NVMe driver behaviour on LBA Range

Luse, Paul E paul.e.luse at intel.com
Mon Jul 2 17:10:45 EDT 2012


I'm thinking email is going to be a pretty inefficient way to handle this now that we've traded a few.  Kwok, maybe you can write up a list of use cases along with a section/column for spec interpretation and one for expected behavior of the standard drivers.  Then we can setup a call to discuss each one as there will be lots of discussion on each item that really requires real time conversation I think.

Thx
Paul

-----Original Message-----
From: Kong, Kwok [mailto:Kwok.Kong at idt.com] 
Sent: Monday, July 02, 2012 2:09 PM
To: Busch, Keith; Luse, Paul E; Matthew Wilcox
Cc: nvmewin at lists.openfabrics.org; linux-nvme at lists.infradead.org
Subject: RE: NVMe driver behaviour on LBA Range

Keith,

I agree that overlapping LBA ranges would be a spec violation and is an error.  
What should the driver do when there are overlapping LBA ranges ?


-Kwok

-----Original Message-----
From: Busch, Keith [mailto:keith.busch at intel.com] 
Sent: Monday, July 02, 2012 2:04 PM
To: Kong, Kwok; Luse, Paul E; Matthew Wilcox
Cc: nvmewin at lists.openfabrics.org; linux-nvme at lists.infradead.org
Subject: RE: NVMe driver behaviour on LBA Range

KK>  I think the LBA Range causes a lot of confusions.  What happen if there are multiple ranges and the ranges overlaps ?
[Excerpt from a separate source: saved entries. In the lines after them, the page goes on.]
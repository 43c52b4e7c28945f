use indexmap::IndexMap;
use tracing::{debug, trace};

use crate::core::{
    DataChange, MismatchDirection, PreparedItem, Series, SeriesDataItem, SeriesId, SeriesKind,
    SeriesOptions, SeriesPoint, TimeIndex, TimePointIndex,
};
use crate::error::{ChartError, ChartResult};

use super::pane::SeriesSource;
use super::{
    InvalidateMask, InvalidationLevel, LogicalRange, Pane, PaneInvalidation, PriceScale,
    PriceScaleId, PriceScaleOptions, TimeScale, TimeScaleAnimation, TimeScaleInvalidation,
    TimeScaleOptions,
};

/// Owns every piece of chart state and turns mutations into pending
/// invalidation masks for the next frame.
#[derive(Debug)]
pub struct ChartModel {
    time_scale: TimeScale,
    time_index: TimeIndex,
    series: IndexMap<SeriesId, Series>,
    next_series_id: u64,
    panes: Vec<Pane>,
    left_price_scale_options: PriceScaleOptions,
    right_price_scale_options: PriceScaleOptions,
    pending_invalidation: Option<InvalidateMask>,
}
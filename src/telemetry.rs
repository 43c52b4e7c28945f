//! Telemetry helpers for applications embedding `chart-engine`.
//!
//! The engine only emits `tracing` events; installing a subscriber is left to
//! the host. `init_default_tracing` is a convenience for demos and tests.

/// Initializes a default `tracing` subscriber when the `telemetry` feature is enabled.
///
/// Returns `true` when initialization succeeds.
/// Returns `false` when no initialization is performed (feature disabled) or if a
/// global subscriber was already set by the host application.
#[must_use]
pub fn init_default_tracing() -> bool {
    #[cfg(feature = "telemetry")]
    {
        let builder = tracing_subscriber::fmt()
            .with_env_filter(
                tracing_subscriber::EnvFilter::try_from_default_env()
                    .unwrap_or_else(|_| tracing_subscriber::EnvFilter::new("chart_engine=info")),
            )
            .with_target(true)
            .compact();

        return builder.try_init().is_ok();
    }

    #[cfg(not(feature = "telemetry"))]
    {
        false
    }
}
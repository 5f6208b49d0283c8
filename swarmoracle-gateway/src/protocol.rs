//! Wire protocol of the fan-out gateway: rooms and the JSON messages
//! exchanged with subscribers over the long-lived connection.

use std::fmt;
use std::str::FromStr;

use serde::{Deserialize, Serialize};
use uuid::Uuid;

use swarmoracle_events::LeaderboardEntry;
use swarmoracle_storage::{AgentId, AnswerId, QuestionId};

/// A logical topic a subscriber may join.
#[derive(Debug, Clone, Copy, PartialEq, Eq, Hash)]
pub enum Room {
    Question(QuestionId),
    /// Requires an authenticated credential whose subject is the agent.
    Agent(AgentId),
    Leaderboard,
    Global,
}

impl fmt::Display for Room {
    fn fmt(&self, f: &mut fmt::Formatter<'_>) -> fmt::Result {
        match self {
            Room::Question(id) => write!(f, "question:{id}"),
            Room::Agent(id) => write!(f, "agent:{id}"),
            Room::Leaderboard => f.write_str("leaderboard"),
            Room::Global => f.write_str("global"),
        }
    }
}

impl FromStr for Room {
    type Err = String;

    fn from_str(s: &str) -> Result<Self, Self::Err> {
        match s {
            "leaderboard" => return Ok(Room::Leaderboard),
            "global" => return Ok(Room::Global),
            _ => {}
        }
        if let Some(id) = s.strip_prefix("question:") {
            let id = Uuid::parse_str(id).map_err(|e| format!("bad question room: {e}"))?;
            return Ok(Room::Question(id));
        }
        if let Some(id) = s.strip_prefix("agent:") {
            let id = Uuid::parse_str(id).map_err(|e| format!("bad agent room: {e}"))?;
            return Ok(Room::Agent(id));
        }
        Err(format!("unknown room: {s}"))
    }
}

impl Serialize for Room {
    fn serialize<S: serde::Serializer>(&self, serializer: S) -> Result<S::Ok, S::Error> {
        serializer.collect_str(self)
    }
}

impl<'de> Deserialize<'de> for Room {
    fn deserialize<D: serde::Deserializer<'de>>(deserializer: D) -> Result<Self, D::Error> {
        let s = String::deserialize(deserializer)?;
        s.parse().map_err(serde::de::Error::custom)
    }
}

/// Category of a batched update; batching windows are keyed per
/// `(room, update type)`.
#[derive(Debug, Clone, Copy, PartialEq, Eq, Hash, Serialize, Deserialize)]
#[serde(rename_all = "snake_case")]
pub enum UpdateType {
    AnswerSubmitted,
    QuestionNew,
    ReputationUpdated,
    LeaderboardUpdated,
}

/// Messages a subscriber sends to the gateway.
#[derive(Debug, Clone, Serialize, Deserialize)]
#[serde(tag = "type")]
pub enum ClientMessage {
    /// Bind this connection to an agent identity.
    #[serde(rename = "auth:agent")]
    AuthAgent { token: String },

    #[serde(rename = "subscribe:question")]
    SubscribeQuestion { question_id: QuestionId },

    #[serde(rename = "subscribe:agent")]
    SubscribeAgent { agent_id: AgentId },

    #[serde(rename = "subscribe:leaderboard")]
    SubscribeLeaderboard,

    #[serde(rename = "subscribe:global")]
    SubscribeGlobal,

    /// Client-to-server answer passthrough; requires authentication.
    #[serde(rename = "answer:submit")]
    AnswerSubmit {
        question_id: QuestionId,
        content: String,
        reasoning: String,
        confidence: f64,
    },

    #[serde(rename = "pong")]
    Pong,
}

/// Messages the gateway sends to subscribers.
#[derive(Debug, Clone, Serialize, Deserialize)]
#[serde(tag = "type")]
pub enum ServerMessage {
    #[serde(rename = "auth:success")]
    AuthSuccess { agent_id: AgentId },

    #[serde(rename = "auth:failed")]
    AuthFailed { reason: String },

    #[serde(rename = "answer:submitted")]
    AnswerSubmitted {
        question_id: QuestionId,
        answer_id: AnswerId,
        agent_id: AgentId,
        confidence: f64,
    },

    /// Consensus outcome notification; bypasses batching.
    #[serde(rename = "consensus:reached")]
    ConsensusReached {
        question_id: QuestionId,
        winning_answer_id: Option<AnswerId>,
        algorithm: String,
        consensus_strength: f64,
        confidence_level: f64,
        participant_count: usize,
        consensus_reached: bool,
    },

    /// Failure notification; bypasses batching.
    #[serde(rename = "consensus:failed")]
    ConsensusFailed {
        question_id: QuestionId,
        reason: String,
    },

    #[serde(rename = "question:new")]
    QuestionNew {
        question_id: QuestionId,
        category: String,
        min_answers: usize,
    },

    #[serde(rename = "reputation:updated")]
    ReputationUpdated {
        agent_id: AgentId,
        reputation_score: f64,
        accuracy_rate: f64,
    },

    #[serde(rename = "leaderboard:updated")]
    LeaderboardUpdated { entries: Vec<LeaderboardEntry> },

    /// Coalesced non-critical updates for one `(room, update type)` window;
    /// items are deduplicated latest-wins per entity key.
    #[serde(rename = "batch_update")]
    BatchUpdate {
        room: Room,
        update_type: UpdateType,
        items: Vec<serde_json::Value>,
    },

    #[serde(rename = "ping")]
    Ping,

    #[serde(rename = "server:shutdown")]
    ServerShutdown,

    #[serde(rename = "error")]
    Error { reason: String },
}
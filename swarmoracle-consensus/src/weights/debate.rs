//! Debate-critique weight vector.

use swarmoracle_storage::{CritiqueKind, Snapshot};

/// Multiplicative factor a single critique applies to its target.
fn critique_factor(kind: CritiqueKind, impact: f64) -> f64 {
    let impact = impact.clamp(0.0, 1.0);
    match kind {
        CritiqueKind::FactualError => 1.0 - 0.8 * impact,
        CritiqueKind::LogicalFlaw => 1.0 - 0.6 * impact,
        CritiqueKind::MissingContext => 1.0 - 0.3 * impact,
        CritiqueKind::Improvement => 1.0 + 0.2 * impact,
    }
}

/// Compute each answer's debate weight, indexed by the snapshot's canonical
/// answer ordering.
///
/// Every answer starts at 1.0; critiques multiply in `created_at` ascending
/// order and the result is clamped at zero. Order matters only for reading
/// intermediate values; the product itself is order-free.
pub fn debate_weights(snapshot: &Snapshot) -> Vec<f64> {
    snapshot
        .answers
        .iter()
        .map(|view| {
            let weight = snapshot
                .critiques_for(view.answer.id)
                .into_iter()
                .fold(1.0, |weight, critique| {
                    weight * critique_factor(critique.kind, critique.impact)
                });
            weight.max(0.0)
        })
        .collect()
}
Overlapping LBA ranges would be a spec violation.

-----Original Message-----
From: linux-nvme-bounces at lists.infradead.org [mailto:linux-nvme-bounces at lists.infradead.org] On Behalf Of Kong, Kwok
Sent: Monday, July 02, 2012 2:48 PM
To: Luse, Paul E; Matthew Wilcox
Cc: nvmewin at lists.openfabrics.org; linux-nvme at lists.infradead.org
Subject: RE: NVMe driver behaviour on LBA Range

Paul,

Please see below for my comment

-----Original Message-----
From: Luse, Paul E [mailto:paul.e.luse at intel.com] 
Sent: Monday, July 02, 2012 12:36 PM
To: Kong, Kwok; Matthew Wilcox
Cc: linux-nvme at lists.infradead.org; nvmewin at lists.openfabrics.org
Subject: RE: NVMe driver behaviour on LBA Range

Kwok-

See below for my thoughts

Thx
Paul

-----Original Message-----
From: Kong, Kwok [mailto:Kwok.Kong at idt.com] 
Sent: Monday, July 02, 2012 11:32 AM
To: Luse, Paul E; Matthew Wilcox
Cc: linux-nvme at lists.infradead.org; nvmewin at lists.openfabrics.org
Subject: NVMe driver behaviour on LBA Range

Paul and Matthew,


Both Windows and Linux driver should behave the same with LBA range data.  Before we add the support for the LBA range in Windows driver, I would like to get your opinion and agreement on what we should be doing in the driver.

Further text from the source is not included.